Saved data entries:
//! The desktop session controller: one owner for window state, drag state and placement.

use desktop_app_contract::ApplicationId;

use crate::{
    config::DesktopLayout,
    model::{DesktopState, InteractionState, PointerPosition, ShellSnapshot, WindowRect},
    placement::{PlacementSource, SeededPlacement},
    reducer::{reduce_desktop, DesktopAction, RuntimeEffect},
    window_manager::shell_snapshot,
};

/// Owns the session state and routes every gesture through [`reduce_desktop`].
#[derive(Debug, Clone)]
pub struct DesktopSession<P = SeededPlacement> {
    state: DesktopState,
    interaction: InteractionState,
    placement: P,
}

impl DesktopSession<SeededPlacement> {
    /// Session with clock-seeded random placement.
    pub fn new(layout: DesktopLayout) -> Self {
        Self::with_placement(layout, SeededPlacement::from_clock())
    }
}

impl<P: PlacementSource> DesktopSession<P> {
    pub fn with_placement(layout: DesktopLayout, placement: P) -> Self {
        Self {
            state: DesktopState::with_layout(layout),
            interaction: InteractionState::default(),
            placement,
        }
    }

    pub fn state(&self) -> &DesktopState {
        &self.state
    }

    pub fn interaction(&self) -> &InteractionState {
        &self.interaction
    }

    pub fn is_dragging(&self) -> bool {
        self.interaction.dragging.is_some()
    }

    /// Applies one action.
    pub fn dispatch(&mut self, action: DesktopAction) -> Vec<RuntimeEffect> {
        reduce_desktop(
            &mut self.state,
            &mut self.interaction,
            &mut self.placement,
            action,
        )
    }

    /// Read-only view for one UI refresh.
    pub fn snapshot(&self, viewport: WindowRect) -> ShellSnapshot {
        shell_snapshot(&self.state, viewport)
    }

    pub fn open(&mut self, app_id: ApplicationId) -> Vec<RuntimeEffect> {
        self.dispatch(DesktopAction::OpenApp { app_id })
    }

    pub fn close(&mut self, app_id: ApplicationId) -> Vec<RuntimeEffect> {
        self.dispatch(DesktopAction::CloseWindow { app_id })
    }

    pub fn minimize(&mut self, app_id: ApplicationId) -> Vec<RuntimeEffect> {
        self.dispatch(DesktopAction::MinimizeWindow { app_id })
    }

    pub fn restore(&mut self, app_id: ApplicationId) -> Vec<RuntimeEffect> {
        self.dispatch(DesktopAction::RestoreWindow { app_id })
    }

    pub fn toggle_maximize(&mut self, app_id: ApplicationId) -> Vec<RuntimeEffect> {
        self.dispatch(DesktopAction::ToggleMaximize { app_id })
    }

    pub fn focus(&mut self, app_id: ApplicationId) -> Vec<RuntimeEffect> {
        self.dispatch(DesktopAction::FocusWindow { app_id })
    }

    pub fn activate_from_taskbar(&mut self, app_id: ApplicationId) -> Vec<RuntimeEffect> {
        self.dispatch(DesktopAction::ActivateTaskbarWindow { app_id })
    }

    pub fn begin_drag(
        &mut self,
        app_id: ApplicationId,
        pointer: PointerPosition,
    ) -> Vec<RuntimeEffect> {
        self.dispatch(DesktopAction::BeginMove { app_id, pointer })
    }

    pub fn update_drag(&mut self, pointer: PointerPosition) -> Vec<RuntimeEffect> {
        self.dispatch(DesktopAction::UpdateMove { pointer })
    }

    pub fn end_drag(&mut self) -> Vec<RuntimeEffect> {
        self.dispatch(DesktopAction::EndMove)
    }

    pub fn toggle_start_menu(&mut self) -> Vec<RuntimeEffect> {
        self.dispatch(DesktopAction::ToggleStartMenu)
    }

    pub fn close_start_menu(&mut self) -> Vec<RuntimeEffect> {
        self.dispatch(DesktopAction::CloseStartMenu)
    }
}

#[cfg(test)]
mod tests {
    use pretty_assertions::assert_eq;
    use proptest::prelude::*;

    use super::*;
    use crate::placement::FixedPlacement;

    const IDS: [&str; 4] = ["about", "skills", "projects", "resume"];

    fn id(raw: &str) -> ApplicationId {
        ApplicationId::trusted(raw)
    }

    fn session() -> DesktopSession<FixedPlacement> {
        DesktopSession::with_placement(
            DesktopLayout::default(),
            FixedPlacement::new([(110, 55), (170, 80), (230, 125)]),
        )
    }

    fn assert_invariants<P: PlacementSource>(session: &DesktopSession<P>) {
        let state = session.state();
        for (idx, window) in state.windows.iter().enumerate() {
            assert!(
                state.windows[idx + 1..]
                    .iter()
                    .all(|other| other.app_id != window.app_id),
                "duplicate window for {}",
                window.app_id
            );
        }
        if let Some(active) = &state.active_window {
            let window = state.window(active).expect("active window is open");
            assert!(!window.minimized, "active window {active} is minimized");
        }
    }

    #[test]
    fn reopening_changes_only_active_window() {
        let mut s = session();
        s.open(id("about"));
        s.open(id("skills"));
        let windows = s.state().windows.clone();

        s.open(id("about"));

        assert_eq!(s.state().windows, windows);
        assert_eq!(s.state().active_window, Some(id("about")));
    }

    #[test]
    fn close_reassigns_focus_to_most_recent_window() {
        let mut s = session();
        s.open(id("about"));
        s.open(id("skills"));
        s.open(id("projects"));
        assert_eq!(s.state().active_window, Some(id("projects")));

        s.close(id("projects"));
        assert_eq!(s.state().active_window, Some(id("skills")));
        s.close(id("skills"));
        assert_eq!(s.state().active_window, Some(id("about")));
        s.close(id("about"));
        assert_eq!(s.state().active_window, None);
    }

    #[test]
    fn minimize_clears_focus_only_for_the_active_window() {
        let mut s = session();
        s.open(id("about"));
        s.open(id("skills"));

        s.minimize(id("about"));
        assert_eq!(s.state().active_window, Some(id("skills")));

        s.minimize(id("skills"));
        assert_eq!(s.state().active_window, None);
        assert_invariants(&s);
    }

    #[test]
    fn restore_and_close_are_noops_for_absent_or_visible_windows() {
        let mut s = session();
        s.open(id("about"));
        s.open(id("skills"));
        let before = s.state().clone();

        assert!(s.restore(id("about")).is_empty());
        assert!(s.restore(id("resume")).is_empty());
        assert!(s.close(id("resume")).is_empty());
        assert!(s.minimize(id("resume")).is_empty());
        assert!(s.toggle_maximize(id("resume")).is_empty());
        assert!(s.focus(id("resume")).is_empty());

        assert_eq!(s.state(), &before);
    }

    #[test]
    fn toggle_maximize_round_trips_without_touching_geometry() {
        let mut s = session();
        s.open(id("about"));
        s.open(id("skills"));
        s.minimize(id("skills"));
        let before = s.state().clone();

        s.toggle_maximize(id("about"));
        let window = s.state().window(&id("about")).expect("window");
        assert!(window.maximized);
        assert_eq!(window.rect, before.windows[0].rect);
        assert_eq!(s.state().active_window, before.active_window);

        s.toggle_maximize(id("about"));
        s.toggle_maximize(id("skills"));
        s.toggle_maximize(id("skills"));
        assert_eq!(s.state(), &before);
    }

    #[test]
    fn minimized_window_keeps_maximized_flag_through_restore() {
        let mut s = session();
        s.open(id("projects"));
        s.toggle_maximize(id("projects"));
        s.minimize(id("projects"));
        s.restore(id("projects"));

        let window = s.state().window(&id("projects")).expect("window");
        assert!(window.maximized);
        assert!(!window.minimized);
        assert_eq!(s.state().active_window, Some(id("projects")));
    }

    #[test]
    fn reopening_after_close_creates_a_fresh_window() {
        let mut s = session();
        s.open(id("about"));
        s.begin_drag(id("about"), PointerPosition { x: 200, y: 100 });
        s.update_drag(PointerPosition { x: 700, y: 500 });
        s.end_drag();
        s.close(id("about"));

        s.open(id("about"));

        let window = s.state().window(&id("about")).expect("window");
        assert_eq!((window.rect.x, window.rect.y), (170, 80));
        assert!(!window.maximized);
    }

    #[test]
    fn about_and_skills_scenario() {
        let mut s = session();
        let band = s.state().layout.placement;

        s.open(id("about"));
        assert_eq!(s.state().windows.len(), 1);
        assert_eq!(s.state().active_window, Some(id("about")));
        let about = s.state().window(&id("about")).expect("about");
        assert!(band.contains(about.rect.x, about.rect.y));

        s.open(id("skills"));
        assert_eq!(s.state().windows.len(), 2);
        assert_eq!(s.state().active_window, Some(id("skills")));

        s.minimize(id("skills"));
        assert_eq!(s.state().active_window, None);
        assert!(s.state().window(&id("skills")).expect("skills").minimized);

        s.focus(id("about"));
        assert_eq!(s.state().active_window, Some(id("about")));

        s.close(id("about"));
        assert_eq!(s.state().windows.len(), 1);
        assert!(s.state().window(&id("skills")).expect("skills").minimized);
        assert_eq!(s.state().active_window, None);

        s.restore(id("skills"));
        assert!(!s.state().window(&id("skills")).expect("skills").minimized);
        assert_eq!(s.state().active_window, Some(id("skills")));
        assert_invariants(&s);
    }

    #[test]
    fn clock_seeded_session_places_windows_inside_band() {
        let mut s = DesktopSession::new(DesktopLayout::default());
        for raw in IDS {
            s.open(id(raw));
        }
        let band = s.state().layout.placement;
        for window in &s.state().windows {
            assert!(band.contains(window.rect.x, window.rect.y));
            assert_eq!((window.rect.w, window.rect.h), (900, 650));
        }
    }

    #[test]
    fn snapshot_hides_minimized_windows_and_stacks_active_on_top() {
        let mut s = session();
        s.open(id("about"));
        s.open(id("skills"));
        s.open(id("projects"));
        s.minimize(id("skills"));
        s.focus(id("about"));
        let viewport = WindowRect {
            x: 0,
            y: 0,
            w: 1440,
            h: 852,
        };

        let snapshot = s.snapshot(viewport);

        let painted: Vec<(&str, u32)> = snapshot
            .visible
            .iter()
            .map(|w| (w.app_id.as_str(), w.z_index))
            .collect();
        assert_eq!(painted, vec![("projects", 1), ("about", 2)]);
        assert_eq!(snapshot.taskbar.len(), 3);
        assert_eq!(snapshot.active_window, Some(id("about")));
    }

    #[derive(Debug, Clone)]
    enum Op {
        Open(usize),
        Close(usize),
        Minimize(usize),
        Restore(usize),
        Maximize(usize),
        Focus(usize),
        Taskbar(usize),
    }

    fn op_strategy() -> impl Strategy<Value = Op> {
        let index = 0..IDS.len();
        prop_oneof![
            index.clone().prop_map(Op::Open),
            index.clone().prop_map(Op::Close),
            index.clone().prop_map(Op::Minimize),
            index.clone().prop_map(Op::Restore),
            index.clone().prop_map(Op::Maximize),
            index.clone().prop_map(Op::Focus),
            index.prop_map(Op::Taskbar),
        ]
    }

    proptest! {
        #[test]
        fn window_list_stays_unique_and_focus_stays_valid(ops in prop::collection::vec(op_strategy(), 0..64)) {
            let mut s = session();
            for op in ops {
                match op {
                    Op::Open(i) => s.open(id(IDS[i])),
                    Op::Close(i) => s.close(id(IDS[i])),
                    Op::Minimize(i) => s.minimize(id(IDS[i])),
                    Op::Restore(i) => s.restore(id(IDS[i])),
                    Op::Maximize(i) => s.toggle_maximize(id(IDS[i])),
                    Op::Focus(i) => s.focus(id(IDS[i])),
                    Op::Taskbar(i) => s.activate_from_taskbar(id(IDS[i])),
                };
                assert_invariants(&s);
                prop_assert!(s.state().windows.len() <= IDS.len());
            }
        }

        #[test]
        fn drag_never_moves_window_above_viewport_top(
            start_x in -2_000i32..2_000,
            start_y in -2_000i32..2_000,
            moves in prop::collection::vec((any::<i32>(), any::<i32>()), 1..32),
        ) {
            let mut s = session();
            s.open(id("about"));
            s.begin_drag(id("about"), PointerPosition { x: start_x, y: start_y });
            for (x, y) in moves {
                s.update_drag(PointerPosition { x, y });
                let rect = s.state().window(&id("about")).expect("window").rect;
                prop_assert!(rect.y >= 0);
            }
            prop_assert!(s.is_dragging());
        }
    }
}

#### WHAT YOU NEED TO DO:
Only a number is wanted. How many lines of the entries above carry "painted"?

#### EXERCISE RESULT:
2